On Jun 25, 2013, at 9:44 AM, Steve Sisak <sgs-li...@codewell.com> wrote:

> At 8:52 PM -0500 6/22/13, Charles Srstka wrote:
>> 2. Since the format isn't published, there's no reason that Apple 
>> might make changes to it in the future,
> 
> I think you'll find that the reason Apple doesn't publish some 
> specifications is specifically so they CAN change them w/o breaking 
> 3rd party applications.

Yeah, I meant to say that there wasn't any reason that Apple might *not* make 
changes to it in the future, which to me is a problem. If Apple were to change 
the Core Data format, then "FooWriter 1.0" running on 10.10", "FooWriter 1.0 
running on 10.9", "FooWriter 2.0 running on 10.10", and "FooWriter 2.0 running 
on 10.9" would be completely different document formats.

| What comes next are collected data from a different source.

use std::time::Duration;

use chrono::{DateTime, NaiveDate, Utc};
use reqwest::header::{HeaderMap, HeaderValue, AUTHORIZATION};
use serde::Deserialize;
use tracing::debug;

use crate::config::StoreConfig;

/// A single curated news story, as stored in the `stories` table.
///
/// Stories are written by the upstream curation pipeline; this app never
/// mutates them.
#[derive(Debug, Clone, PartialEq, Deserialize)]
pub struct Story {
    pub id: String,
    pub title: String,
    pub url: String,
    pub source: String,
    pub source_domain: String,
    pub summary: String,
    pub topics: Vec<String>,
    pub trust_score: f64,
    pub relevance_score: f64,
    pub published_at: DateTime<Utc>,
    pub created_at: DateTime<Utc>,
}

/// A daily digest row from the `daily_digests` table.
///
/// `story_ids` is ordered; the position of an id is its presentation rank.
/// `stories` is never present on a raw fetched row, it is filled in by
/// [`crate::digest::assemble`].
#[derive(Debug, Clone, PartialEq, Deserialize)]
pub struct Digest {
    pub id: String,
    pub digest_date: NaiveDate,
    pub story_ids: Vec<String>,
    pub status: String,
    pub created_at: DateTime<Utc>,
    #[serde(default)]
    pub stories: Option<Vec<Story>>,
}

#[derive(Debug, thiserror::Error)]
pub enum StoreError {
    #[error("store request failed: {0}")]
    Http(#[from] reqwest::Error),
    #[error("store returned status {0}")]
    Status(reqwest::StatusCode),
    #[error("invalid store configuration: {0}")]
    Config(String),
}

/// Read-only client for the hosted store's REST interface.
pub struct Store {
    client: reqwest::Client,
    base_url: String,
}

impl Store {
    pub fn new(config: &StoreConfig) -> Result<Self, StoreError> {
        let mut headers = HeaderMap::new();
        let key = HeaderValue::from_str(&config.anon_key)
            .map_err(|_| StoreError::Config("anon key is not a valid header value".into()))?;
        let bearer = HeaderValue::from_str(&format!("Bearer {}", config.anon_key))
            .map_err(|_| StoreError::Config("anon key is not a valid header value".into()))?;
        headers.insert("apikey", key);
        headers.insert(AUTHORIZATION, bearer);

        let client = reqwest::Client::builder()
            .timeout(Duration::from_secs(config.timeout_secs))
            .user_agent("DailyBrief/1.0")
            .default_headers(headers)
            .build()?;

        Ok(Self {
            client,
            base_url: config.url.trim_end_matches('/').to_string(),
        })
    }

    /// Fetch the digest whose `digest_date` equals `date`.
    ///
    /// Exactly one matching row yields `Some`; zero or conflicting matches
    /// yield `None`.
    pub async fn fetch_digest_for_date(
        &self,
        date: NaiveDate,
    ) -> Result<Option<Digest>, StoreError> {
        let url = format!("{}/rest/v1/daily_digests", self.base_url);
        debug!(%url, %date, "fetching digest");

        let rows: Vec<Digest> = self
            .get(&url, &[
                ("select", "*".to_string()),
                ("digest_date", format!("eq.{}", date)),
                ("limit", "2".to_string()),
            ])
            .await?;

        if rows.len() == 1 {
            Ok(rows.into_iter().next())
        } else {
            Ok(None)
        }
    }

    /// Fetch all stories whose id is in `ids`, in whatever order the store
    /// returns them. Missing ids are simply absent from the result; an empty
    /// id list skips the round trip.
    pub async fn fetch_stories_by_ids(&self, ids: &[String]) -> Result<Vec<Story>, StoreError> {
        if ids.is_empty() {
            return Ok(Vec::new());
        }

        let url = format!("{}/rest/v1/stories", self.base_url);
        debug!(%url, count = ids.len(), "fetching stories");

        let quoted: Vec<String> = ids.iter().map(|id| format!("\"{}\"", id)).collect();
        let filter = format!("in.({})", quoted.join(","));

        self.get(&url, &[("select", "*".to_string()), ("id", filter)])
            .await
    }

    /// Fetch the `limit` most recent digests, ordered by date descending.
    pub async fn fetch_recent_digests(&self, limit: usize) -> Result<Vec<Digest>, StoreError> {
        if limit == 0 {
            return Ok(Vec::new());
        }

        let url = format!("{}/rest/v1/daily_digests", self.base_url);
        debug!(%url, limit, "fetching recent digests");

        self.get(&url, &[
            ("select", "*".to_string()),
            ("order", "digest_date.desc".to_string()),
            ("limit", limit.to_string()),
        ])
        .await
    }

    async fn get<T: serde::de::DeserializeOwned>(
        &self,
        url: &str,
        query: &[(&str, String)],
    ) -> Result<T, StoreError> {
        let response = self.client.get(url).query(query).send().await?;

        let status = response.status();
        if !status.is_success() {
            return Err(StoreError::Status(status));
        }

        Ok(response.json().await?)
    }
}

A user could find 
himself incapable of opening a FooWriter 2.0 document even though he has 
FooWriter 2.0, because he's using a different version of the OS. Another user 
might try to send a file to another user for collaboration and find that he 
can't export it in a way that the other user will be able to open, since the 
other user is running an earlier version of OS X. Can you imagine the kind of 
confusion this would cause to the userbase? I guarantee you'd be hearing about 
it extremely frequently from your customers.